7.    Early Resignation. You acknowledge and agree that if you resign from employment prior to the Resignation Date (an “Early Resignation”), you will not be entitled to any Termination Consideration, or any Severance Benefits under the Employment Agreement or any acceleration of vesting under any of the Options. You acknowledge and agree that, other than as set forth in Section 6 (and under the conditions set forth therein), you are not entitled to, or eligible for, any further bonus payment of any kind.

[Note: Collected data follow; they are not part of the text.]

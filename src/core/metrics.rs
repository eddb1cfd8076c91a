//! Incremental per-subject, per-day metrics.
//!
//! Counters and running averages are folded one event at a time and never
//! recomputed from history. Partial aggregators built over disjoint
//! partitions are combined with [`MetricsAggregator::merge`].

use crate::core::bucketing::ReferenceZone;
use crate::core::dispatch::{classify, MetricUpdate};
use crate::core::event::EventRecord;
use chrono::{Duration, NaiveDate};
use serde::{Deserialize, Serialize};
use std::collections::BTreeMap;
use std::fmt;
use std::str::FromStr;
use thiserror::Error;

/// Names of the tracked metrics.
#[derive(Debug, Clone, Copy, PartialEq, Eq, Hash, PartialOrd, Ord, Serialize, Deserialize)]
pub enum MetricName {
    PullRequestOpenRate,
    PullRequestCloseRate,
    PullRequestMergeRate,
    PullRequestRejectionRate,
    IssueOpenRate,
    BugOpenRate,
    CriticalBugOpenRate,
    EnhancementRequestRate,
    IssueResolutionRate,
    AvgIssueCloseTime,
    BugCloseRate,
    CriticalBugCloseRate,
    CommitRate,
}

impl MetricName {
    pub const ALL: [MetricName; 13] = [
        MetricName::PullRequestOpenRate,
        MetricName::PullRequestCloseRate,
        MetricName::PullRequestMergeRate,
        MetricName::PullRequestRejectionRate,
        MetricName::IssueOpenRate,
        MetricName::BugOpenRate,
        MetricName::CriticalBugOpenRate,
        MetricName::EnhancementRequestRate,
        MetricName::IssueResolutionRate,
        MetricName::AvgIssueCloseTime,
        MetricName::BugCloseRate,
        MetricName::CriticalBugCloseRate,
        MetricName::CommitRate,
    ];

    pub fn as_str(&self) -> &'static str {
        match self {
            MetricName::PullRequestOpenRate => "PullRequestOpenRate",
            MetricName::PullRequestCloseRate => "PullRequestCloseRate",
            MetricName::PullRequestMergeRate => "PullRequestMergeRate",
            MetricName::PullRequestRejectionRate => "PullRequestRejectionRate",
            MetricName::IssueOpenRate => "IssueOpenRate",
            MetricName::BugOpenRate => "BugOpenRate",
            MetricName::CriticalBugOpenRate => "CriticalBugOpenRate",
            MetricName::EnhancementRequestRate => "EnhancementRequestRate",
            MetricName::IssueResolutionRate => "IssueResolutionRate",
            MetricName::AvgIssueCloseTime => "AvgIssueCloseTime",
            MetricName::BugCloseRate => "BugCloseRate",
            MetricName::CriticalBugCloseRate => "CriticalBugCloseRate",
            MetricName::CommitRate => "CommitRate",
        }
    }
}

impl fmt::Display for MetricName {
    fn fmt(&self, f: &mut fmt::Formatter<'_>) -> fmt::Result {
        f.write_str(self.as_str())
    }
}

#[derive(Debug, Clone, PartialEq, Eq, Error)]
#[error("unknown metric: {0}")]
pub struct UnknownMetric(pub String);

impl FromStr for MetricName {
    type Err = UnknownMetric;

    fn from_str(s: &str) -> Result<Self, Self::Err> {
        MetricName::ALL
            .iter()
            .copied()
            .find(|m| m.as_str().eq_ignore_ascii_case(s.trim()))
            .ok_or_else(|| UnknownMetric(s.to_string()))
    }
}

/// Address of one metric value.
#[derive(Debug, Clone, PartialEq, Eq, Hash, PartialOrd, Ord)]
pub struct MetricKey {
    pub subject: String,
    pub date: NaiveDate,
    pub metric: MetricName,
}

impl MetricKey {
    pub fn new(subject: impl Into<String>, date: NaiveDate, metric: MetricName) -> Self {
        Self {
            subject: subject.into(),
            date,
            metric,
        }
    }
}

/// Count and arithmetic mean of the values observed so far.
#[derive(Debug, Clone, Copy, Default, PartialEq, Serialize, Deserialize)]
pub struct RunningMetric {
    pub count: u64,
    pub average: f64,
}

impl RunningMetric {
    /// Fold in one value. The first value becomes the average.
    pub fn record(&mut self, value: f64) {
        let previous = self.count as f64;
        self.count += 1;
        self.average = (self.average * previous + value) / self.count as f64;
    }

    /// Combine with a metric observed over a disjoint set of values.
    pub fn combine(&mut self, other: &RunningMetric) {
        let total = self.count + other.count;
        if total == 0 {
            return;
        }
        self.average = (self.average * self.count as f64 + other.average * other.count as f64)
            / total as f64;
        self.count = total;
    }
}

/// How `merge` resolves keys present on both sides.
#[derive(Debug, Clone, Copy, Default, PartialEq, Eq, Serialize, Deserialize)]
#[serde(rename_all = "snake_case")]
pub enum MergePolicy {
    /// Counters add, running metrics combine by weighted mean
    #[default]
    Combine,
    PreferExisting,
    PreferIncoming,
}

#[derive(Debug, Clone, PartialEq, Eq, Error)]
#[error("unknown merge policy: {0} (expected combine, prefer_existing or prefer_incoming)")]
pub struct UnknownMergePolicy(pub String);

impl FromStr for MergePolicy {
    type Err = UnknownMergePolicy;

    fn from_str(s: &str) -> Result<Self, Self::Err> {
        match s.trim().to_ascii_lowercase().replace('-', "_").as_str() {
            "combine" => Ok(MergePolicy::Combine),
            "prefer_existing" => Ok(MergePolicy::PreferExisting),
            "prefer_incoming" => Ok(MergePolicy::PreferIncoming),
            _ => Err(UnknownMergePolicy(s.to_string())),
        }
    }
}

/// `subject → date → metric → value`
pub type MetricSnapshot = BTreeMap<String, BTreeMap<String, BTreeMap<MetricName, f64>>>;

/// Keyed counters and running averages.
#[derive(Debug, Clone, Default)]
pub struct MetricsAggregator {
    zone: ReferenceZone,
    counters: BTreeMap<MetricKey, u64>,
    running: BTreeMap<MetricKey, RunningMetric>,
    fallback_durations: u64,
}

impl MetricsAggregator {
    pub fn new() -> Self {
        Self::default()
    }

    /// Aggregator that dates events in `zone`.
    pub fn with_zone(zone: ReferenceZone) -> Self {
        Self {
            zone,
            ..Self::default()
        }
    }

    pub fn zone(&self) -> ReferenceZone {
        self.zone
    }

    fn counter_entry(&mut self, key: MetricKey) -> &mut u64 {
        self.counters.entry(key).or_insert(0)
    }

    fn running_entry(&mut self, key: MetricKey) -> &mut RunningMetric {
        self.running.entry(key).or_default()
    }

    pub fn increment(&mut self, key: MetricKey) {
        self.add(key, 1);
    }

    pub fn add(&mut self, key: MetricKey, n: u64) {
        *self.counter_entry(key) += n;
    }

    /// Fold an arbitrary value into the running metric at `key`.
    pub fn record_value(&mut self, key: MetricKey, value: f64) {
        self.running_entry(key).record(value);
    }

    /// Fold a duration, in whole days, into the running metric at `key`.
    ///
    /// An unknown or negative duration is recorded as zero and counted in
    /// [`fallback_durations`](Self::fallback_durations).
    pub fn record_duration(&mut self, key: MetricKey, duration: Option<Duration>) {
        let days = match duration {
            Some(d) if d >= Duration::zero() => d.num_days() as f64,
            other => {
                self.fallback_durations += 1;
                tracing::debug!(
                    subject = %key.subject,
                    metric = %key.metric,
                    duration = ?other,
                    "duration unavailable, recording zero"
                );
                0.0
            }
        };
        self.record_value(key, days);
    }

    pub fn counter(&self, key: &MetricKey) -> u64 {
        self.counters.get(key).copied().unwrap_or(0)
    }

    pub fn running(&self, key: &MetricKey) -> Option<&RunningMetric> {
        self.running.get(key)
    }

    /// Durations that fell back to zero.
    pub fn fallback_durations(&self) -> u64 {
        self.fallback_durations
    }

    /// Number of distinct keys holding a value.
    pub fn len(&self) -> usize {
        self.counters.len() + self.running.len()
    }

    pub fn is_empty(&self) -> bool {
        self.counters.is_empty() && self.running.is_empty()
    }

    /// Apply one update under `subject` on `date`.
    pub fn apply(&mut self, subject: &str, date: NaiveDate, update: MetricUpdate) {
        match update {
            MetricUpdate::Increment(metric) => self.increment(MetricKey::new(subject, date, metric)),
            MetricUpdate::Add(metric, n) => self.add(MetricKey::new(subject, date, metric), n),
            MetricUpdate::Duration(metric, d) => {
                self.record_duration(MetricKey::new(subject, date, metric), d)
            }
        }
    }

    /// Classify an event and apply its updates under `subject`. Returns the
    /// number of updates applied; zero for kinds with no metrics.
    pub fn observe(&mut self, subject: &str, event: &EventRecord) -> usize {
        let date = self.zone.date_of(event.timestamp());
        let updates = classify(event.kind(), event.payload());
        let applied = updates.len();
        for update in updates {
            self.apply(subject, date, update);
        }
        applied
    }

    /// Fold another aggregator into this one.
    pub fn merge(&mut self, other: MetricsAggregator, policy: MergePolicy) {
        for (key, value) in other.counters {
            match policy {
                MergePolicy::Combine => *self.counter_entry(key) += value,
                MergePolicy::PreferExisting => {
                    self.counters.entry(key).or_insert(value);
                }
                MergePolicy::PreferIncoming => {
                    self.counters.insert(key, value);
                }
            }
        }
        for (key, metric) in other.running {
            match policy {
                MergePolicy::Combine => self.running_entry(key).combine(&metric),
                MergePolicy::PreferExisting => {
                    self.running.entry(key).or_insert(metric);
                }
                MergePolicy::PreferIncoming => {
                    self.running.insert(key, metric);
                }
            }
        }
        self.fallback_durations += other.fallback_durations;
    }

    /// Nested view of every value. Dates are ISO `YYYY-MM-DD`; running
    /// metrics report their average.
    pub fn snapshot(&self) -> MetricSnapshot {
        let mut snapshot = MetricSnapshot::new();
        let counters = self.counters.iter().map(|(k, &v)| (k, v as f64));
        let averages = self.running.iter().map(|(k, m)| (k, m.average));
        for (key, value) in counters.chain(averages) {
            snapshot
                .entry(key.subject.clone())
                .or_default()
                .entry(key.date.format("%Y-%m-%d").to_string())
                .or_default()
                .insert(key.metric, value);
        }
        snapshot
    }
}

/// Aggregate independent partitions on scoped worker threads.
///
/// Each worker owns a private aggregator; partial results come back over a
/// channel and are folded together under `policy`. Only
/// [`MergePolicy::Combine`] is order-independent.
pub fn aggregate_partitions<P, F>(
    partitions: Vec<P>,
    zone: ReferenceZone,
    policy: MergePolicy,
    worker: F,
) -> MetricsAggregator
where
    P: Send,
    F: Fn(P) -> MetricsAggregator + Sync,
{
    let mut total = MetricsAggregator::with_zone(zone);
    if partitions.is_empty() {
        return total;
    }

    let (tx, rx) = crossbeam_channel::bounded(partitions.len());
    let worker = &worker;

    std::thread::scope(|scope| {
        for (index, partition) in partitions.into_iter().enumerate() {
            let tx = tx.clone();
            scope.spawn(move || {
                let partial = worker(partition);
                tracing::debug!(partition = index, keys = partial.len(), "partition aggregated");
                // The receiver outlives every worker
                let _ = tx.send(partial);
            });
        }
        drop(tx);

        for partial in rx.iter() {
            total.merge(partial, policy);
        }
    });

    total
}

8.    Eligibility. Your eligibility for the Termination Consideration is conditioned on (a) you having resigned from the Board and from all positions that you are then serving as a director, officer or in another similar capacity at the Company’s direct and indirect subsidiaries and (b) you having first signed a release agreement in substantially the form attached as Attachment B, which may be adjusted by the Company in its discretion for changes in applicable laws, rules or regulations or customary practice (the “Release”) and such Release becoming effective pursuant to its terms no later than sixty (60) days following the date of termination of your employment (the “Release Deadline”). If the Release does not become effective and irrevocable by the Release Deadline, you forfeit any rights to the Termination Consideration. In no event will any Termination Consideration be paid under this this Agreement until the Release becomes effective and irrevocable and the Termination Consideration will commence or be provided once the Release becomes effective and irrevocable. You agree that the Company shall have a right of offset against the foregoing for amounts owed to the Company by you (unless the amounts owed are subject to a good faith dispute) to the fullest extent not prohibited by law. The Termination Consideration shall be in lieu of any other severance payments, severance benefits, and severance protections to which you may be entitled under the Employment Agreement (including the Severance Benefits) or any severance or termination policy, plan, program, practice or arrangement of the Company and its affiliates.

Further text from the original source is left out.